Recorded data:
--- START ---

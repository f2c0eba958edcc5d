use std::str::FromStr;

use tracing_appender::non_blocking::WorkerGuard;
use tracing_subscriber::{fmt, prelude::*, EnvFilter};

use crate::domain::settings::LogSettings;

pub struct LoggingGuard {
    // Keeps the non-blocking file writer flushing until shutdown.
    _guards: Vec<WorkerGuard>,
}

/// Install the global subscriber: console output, plus a daily-rolling
/// file appender when enabled. `RUST_LOG` overrides the configured level.
pub fn init(settings: &LogSettings) -> anyhow::Result<LoggingGuard> {
    let mut guards = Vec::new();

    let level_filter = EnvFilter::try_from_default_env()
        .or_else(|_| EnvFilter::from_str(&settings.level))
        .unwrap_or_else(|_| EnvFilter::new("info"));

    let console_layer = settings
        .console_logging_enabled
        .then(|| fmt::layer().with_writer(std::io::stdout).with_target(true));

    let file_layer = if settings.file_logging_enabled {
        let appender =
            tracing_appender::rolling::daily(&settings.log_dir, &settings.file_name_prefix);
        let (non_blocking, guard) = tracing_appender::non_blocking(appender);
        guards.push(guard);
        Some(fmt::layer().with_writer(non_blocking).with_ansi(false))
    } else {
        None
    };

    tracing_subscriber::registry()
        .with(level_filter)
        .with(console_layer)
        .with(file_layer)
        .init();

    Ok(LoggingGuard { _guards: guards })
}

--- END ---

Say only how many lines among the entries above contain the string "LoggingGuard".

Response box: 3